Une grippe passagère et une contamination au coronavirus ont presque les mêmes signes cliniques. Sans avoir recours au teste antigénique, peut-on dire que je suis ‘’coroné’’, si je tousse, et que j’ai de la fièvre et de fortes courbatures ?
Le tableau clinique que vous évoquez est justement révélateur de contamination à la Covid. En tout cas, face aux symptômes évoqués, ce que je fais, c’est que j’examine le patient, je ne lui demande absolument rien, ni de test PCR, ni de radio thoracique. Chaque patient qui présente des signes s’apparentant à ceux du coronavirus, est, pour moi, contaminé, jusqu’à preuve du contraire. Dès que je découvre les moindres symptômes de cette maladie, je prescris, illico presto, le traitement médicamenteux approprié. Il est inutile pour moi de demander aux patients, déjà terrassés par la maladie, de subir des tests nasopharyngés. Dans ce genre de cas, il est strictement recommandé aux personnes atteintes de se confiner chez elles, et bien sûr, sans remettre en question le respect littéral des recommandations du médecin traitant, et des principes du protocole thérapeutique qui leur est destiné. Évidemment, sans oublier de s’alimenter sainement. Il faut rappeler dans ce contexte que le secret d’une santé saine réside toujours dans un régime alimentaire sain ! Je ne me rappelle pas, jusqu’à maintenant, avoir orienté un patient vers une structure de prise en charge des cas de Covid. Et tous les patients que j’ai traités en sont sortis sains et saufs. Il est aberrant, à mon sens, de fatiguer un patient avec des tests coûteux. Un test PCR ne coûte pas moins de 9 000 DA.
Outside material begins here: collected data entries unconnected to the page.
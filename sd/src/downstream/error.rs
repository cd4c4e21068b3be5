//! Downstream error types

use std::time::Duration;
use thiserror::Error;

/// Errors that can occur while calling a downstream service
#[derive(Debug, Error)]
pub enum DownstreamError {
    #[error("Rate limited, retry after {retry_after:?}")]
    RateLimited { retry_after: Duration },

    #[error("API error {status}: {message}")]
    ApiError { status: u16, message: String },

    #[error("Network error: {0}")]
    Network(#[from] reqwest::Error),

    #[error("Invalid payload: {0}")]
    InvalidPayload(String),

    #[error("Timeout after {0:?}")]
    Timeout(Duration),

    #[error("JSON serialization error: {0}")]
    Json(#[from] serde_json::Error),

    #[error("Downstream call panicked: {0}")]
    Panicked(String),
}

/// Check if an HTTP status code is worth another attempt
pub fn is_retryable_status(status: u16) -> bool {
    matches!(status, 408 | 429 | 500 | 502 | 503 | 504)
}

impl DownstreamError {
    /// Check if this error is retryable
    pub fn is_retryable(&self) -> bool {
        match self {
            DownstreamError::RateLimited { .. } => true,
            DownstreamError::ApiError { status, .. } => is_retryable_status(*status),
            DownstreamError::Network(_) => true,
            DownstreamError::Timeout(_) => true,
            DownstreamError::InvalidPayload(_) => false,
            DownstreamError::Json(_) => false,
            DownstreamError::Panicked(_) => false,
        }
    }

    /// Get the retry duration if the downstream asked for one
    pub fn retry_after(&self) -> Option<Duration> {
        match self {
            DownstreamError::RateLimited { retry_after } => Some(*retry_after),
            _ => None,
        }
    }
}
Imaginez combien doit payer un “ovidé” qui contamine au moins trois membres de sa famille. Un simple confinement sanitaire à domicile tout en appliquant à la lettre les prescriptions médicales, avec un protocole différent, des médicaments efficaces, des anticoagulants pour éviter la coagulation intravasculaire disséminée, le patient sera rétabli en l’espace d’une quinzaine de jours.
Pensez-vous que votre région puisse remporter sa bataille contre la pandémie de coronavirus ?
Espérons-le, mais cela est lié à la conduite à tenir de la part des gens. L’on a constaté un taux de guérison de tous les cas diagnostiqués à notre niveau, avec zéro cas de décès. Permettez-moi de vous dire que le coronavirus est une maladie virulente dont le virus responsable se propage très rapidement. Il y a des cas de Covid sans dyspnée et avec une saturation en oxygène suffisante, appelée “saturation heureuse”, où l’état du patient peut s’aggraver à n’importe quel moment. C’est une pathologie qui n’est pas facile, où, pour de multiples raisons, dont le tabagisme, la gente masculine demeure la plus touchée. Les personnes obèses, ou encore immunodéprimées restent malheureusement la cible facile de ce terrible virus.